A method of passivating stainless steel parts, comprising
The stainless steel part contains 1% by mass of hydrogen peroxide and citric acid which is less than the content of the stainless steel forming the stainless steel part to be depassivated pH, and the remainder is water A passivation treatment step of applying or immersing the treatment solution for passivation treatment;
The passivation treatment method of stainless steel parts characterized in that the passivation treatment liquid contains carboxymethylcellulose, a carboxymethylcellulose compound, xanthan gum or pectin in place of a part of the remaining water.
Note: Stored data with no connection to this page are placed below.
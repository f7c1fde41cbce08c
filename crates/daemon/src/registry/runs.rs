// SPDX-License-Identifier: BUSL-1.1
// Copyright (c) 2026 Alfred Jean LLC

//! Run lifecycle registry: owns the state machine and its notifications.

use super::{RegistryError, RegistryResult};
use crate::bus::EventBus;
use chrono::{DateTime, Utc};
use fleet_core::{
    AgentId, BotId, BusEvent, Clock, LogLevel, Run, RunEvent, RunEventId, RunId, RunLog, RunLogId,
    RunStatus,
};
use fleet_storage::Store;
use serde_json::Value;
use std::sync::Arc;
use tokio::sync::Mutex;

/// Owns run records and validates every transition against the lifecycle.
///
/// Mutations are serialized through one async mutex, so a client observing
/// `run.updated` events for a fixed run sees a monotone status sequence.
#[derive(Clone)]
pub struct RunRegistry<C: Clock> {
    store: Arc<dyn Store>,
    bus: EventBus,
    clock: C,
    mutate: Arc<Mutex<()>>,
}

impl<C: Clock> RunRegistry<C> {
    pub fn new(store: Arc<dyn Store>, bus: EventBus, clock: C) -> Self {
        Self { store, bus, clock, mutate: Arc::new(Mutex::new(())) }
    }

    /// Create a run ready for immediate dispatch.
    pub async fn create(&self, bot_id: BotId) -> RegistryResult<Run> {
        let run = Run::queued(bot_id, &self.clock);
        self.store.insert_run(run.clone()).await?;
        self.bus.publish(BusEvent::RunCreated { run: run.clone() });
        Ok(run)
    }

    /// Create a run for a future cron firing.
    pub async fn schedule(&self, bot_id: BotId, start_time: DateTime<Utc>) -> RegistryResult<Run> {
        let run = Run::scheduled(bot_id, start_time);
        self.store.insert_run(run.clone()).await?;
        self.bus.publish(BusEvent::RunCreated { run: run.clone() });
        Ok(run)
    }

    pub async fn get(&self, id: &RunId) -> RegistryResult<Run> {
        self.store
            .get_run(id)
            .await?
            .ok_or_else(|| RegistryError::not_found("run", id.as_str()))
    }

    pub async fn list(&self) -> RegistryResult<Vec<Run>> {
        Ok(self.store.list_runs().await?)
    }

    pub async fn list_by_bot(&self, bot_id: &BotId) -> RegistryResult<Vec<Run>> {
        Ok(self.store.list_runs_by_bot(bot_id).await?)
    }

    pub async fn list_by_agent(&self, agent_id: &AgentId) -> RegistryResult<Vec<Run>> {
        Ok(self.store.list_runs_by_agent(agent_id).await?)
    }

    /// Promote a scheduled run whose start time has arrived. Keeps
    /// `start_time` so queue draining stays FIFO over scheduled time.
    pub async fn promote(&self, id: &RunId) -> RegistryResult<Run> {
        let _serialized = self.mutate.lock().await;
        let mut run = self.get(id).await?;
        self.check_transition(&run, RunStatus::Queued)?;
        run.status = RunStatus::Queued;
        self.store.update_run(run.clone()).await?;
        self.bus.publish(BusEvent::RunUpdated { run: run.clone() });
        Ok(run)
    }

    /// Bind an agent and mark the run starting.
    pub async fn assign(&self, id: &RunId, agent_id: AgentId) -> RegistryResult<Run> {
        let _serialized = self.mutate.lock().await;
        let mut run = self.get(id).await?;
        self.check_transition(&run, RunStatus::Starting)?;
        run.status = RunStatus::Starting;
        run.agent_id = Some(agent_id);
        self.store.update_run(run.clone()).await?;
        self.bus.publish(BusEvent::RunUpdated { run: run.clone() });
        Ok(run)
    }

    /// Apply a reported status change.
    ///
    /// Repeating the current status is a no-op so replayed agent messages are
    /// harmless; `cancelled` against a terminal run returns the run
    /// unchanged. Terminal statuses stamp `end_time`; entering `running`
    /// appends an informational run event.
    pub async fn set_status(&self, id: &RunId, status: RunStatus) -> RegistryResult<Run> {
        let _serialized = self.mutate.lock().await;
        let mut run = self.get(id).await?;
        if run.status == status {
            return Ok(run);
        }
        if run.is_terminal() && status == RunStatus::Cancelled {
            return Ok(run);
        }
        // Starting is only reachable through assignment, which binds the agent.
        if status == RunStatus::Starting {
            return Err(RegistryError::InvalidTransition { from: run.status, to: status });
        }
        self.check_transition(&run, status)?;
        run.status = status;
        if status.is_terminal() {
            run.end_time = Some(self.clock.now());
        }
        self.store.update_run(run.clone()).await?;
        if status == RunStatus::Running {
            self.append_event(&run.id, "info", "run started", None, None).await?;
        }
        self.bus.publish(BusEvent::RunUpdated { run: run.clone() });
        Ok(run)
    }

    /// Fail a run, stamping `end_time` and recording the reason as an error
    /// event. Already-terminal runs are left untouched.
    pub async fn fail(&self, id: &RunId, reason: &str) -> RegistryResult<Run> {
        let current = self.get(id).await?;
        if current.is_terminal() {
            return Ok(current);
        }
        let run = self.set_status(id, RunStatus::Error).await?;
        self.append_event(&run.id, "error", reason, None, None).await?;
        Ok(run)
    }

    /// Append a milestone event reported by the executing bot.
    pub async fn record_event(
        &self,
        run_id: RunId,
        event_type: String,
        message: String,
        payload: Option<Value>,
        screenshot: Option<String>,
    ) -> RegistryResult<RunEvent> {
        let event = RunEvent {
            id: RunEventId::generate(),
            run_id,
            event_type,
            message,
            payload,
            screenshot,
            timestamp: self.clock.now(),
        };
        self.store.append_run_event(event.clone()).await?;
        self.bus.publish(BusEvent::RunEventCreated { event: event.clone() });
        Ok(event)
    }

    /// Append a leveled log line reported by the executing bot.
    pub async fn record_log(
        &self,
        run_id: RunId,
        level: LogLevel,
        message: String,
        payload: Option<Value>,
    ) -> RegistryResult<RunLog> {
        let log = RunLog {
            id: RunLogId::generate(),
            run_id,
            level,
            message,
            payload,
            timestamp: self.clock.now(),
        };
        self.store.append_run_log(log.clone()).await?;
        self.bus.publish(BusEvent::RunLogCreated { log: log.clone() });
        Ok(log)
    }

    pub async fn events(&self, run_id: &RunId) -> RegistryResult<Vec<RunEvent>> {
        Ok(self.store.list_run_events(run_id).await?)
    }

    pub async fn logs(&self, run_id: &RunId) -> RegistryResult<Vec<RunLog>> {
        Ok(self.store.list_run_logs(run_id).await?)
    }

    fn check_transition(&self, run: &Run, next: RunStatus) -> RegistryResult<()> {
        if run.status.can_transition(next) {
            Ok(())
        } else {
            Err(RegistryError::InvalidTransition { from: run.status, to: next })
        }
    }

    async fn append_event(
        &self,
        run_id: &RunId,
        event_type: &str,
        message: &str,
        payload: Option<Value>,
        screenshot: Option<String>,
    ) -> RegistryResult<()> {
        let event = RunEvent {
            id: RunEventId::generate(),
            run_id: run_id.clone(),
            event_type: event_type.to_string(),
            message: message.to_string(),
            payload,
            screenshot,
            timestamp: self.clock.now(),
        };
        self.store.append_run_event(event.clone()).await?;
        self.bus.publish(BusEvent::RunEventCreated { event });
        Ok(())
    }
}

#[cfg(test)]
#[path = "runs_tests.rs"]
mod tests;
A method of passivation treatment of stainless steel parts according to claim 1,
The passivating pH of the stainless steel forming said stainless steel part is less than 2.5,
The passivation treatment liquid is characterized in that the content of citric acid is 0.1% by mass or more and is less than the content at which the depassivated pH of stainless steel forming the stainless steel part is obtained. Method of passivation treatment of stainless steel parts. A method of passivation treatment of stainless steel parts according to claim 2, wherein
The passivation treatment method of stainless steel parts characterized in that a content of citric acid is 0.1% by mass or more and 1% by mass or less. Passivation treatment solution for stainless steel parts,
Containing 1% by mass of hydrogen peroxide and citric acid less than the content that causes depassivating pH of stainless steel forming a stainless steel part, the balance being water
A passivating solution for stainless steel parts, which comprises carboxymethylcellulose, a carboxymethylcellulose compound, xanthan gum or pectin in place of a part of the remaining water. A passivating solution for stainless steel parts according to claim 4 .
The passivating pH of the stainless steel forming said stainless steel part is less than 2.5,
A passivity for stainless steel parts characterized in that the content of citric acid is 0.1% by mass or more and is less than the content to be the depassivated pH of the stainless steel forming the stainless steel parts. Treatment solution. A passivating solution for stainless steel parts according to claim 5 ,
A passivating solution for stainless steel parts, wherein the content of citric acid is 0.1% by mass or more and 1% by mass or less.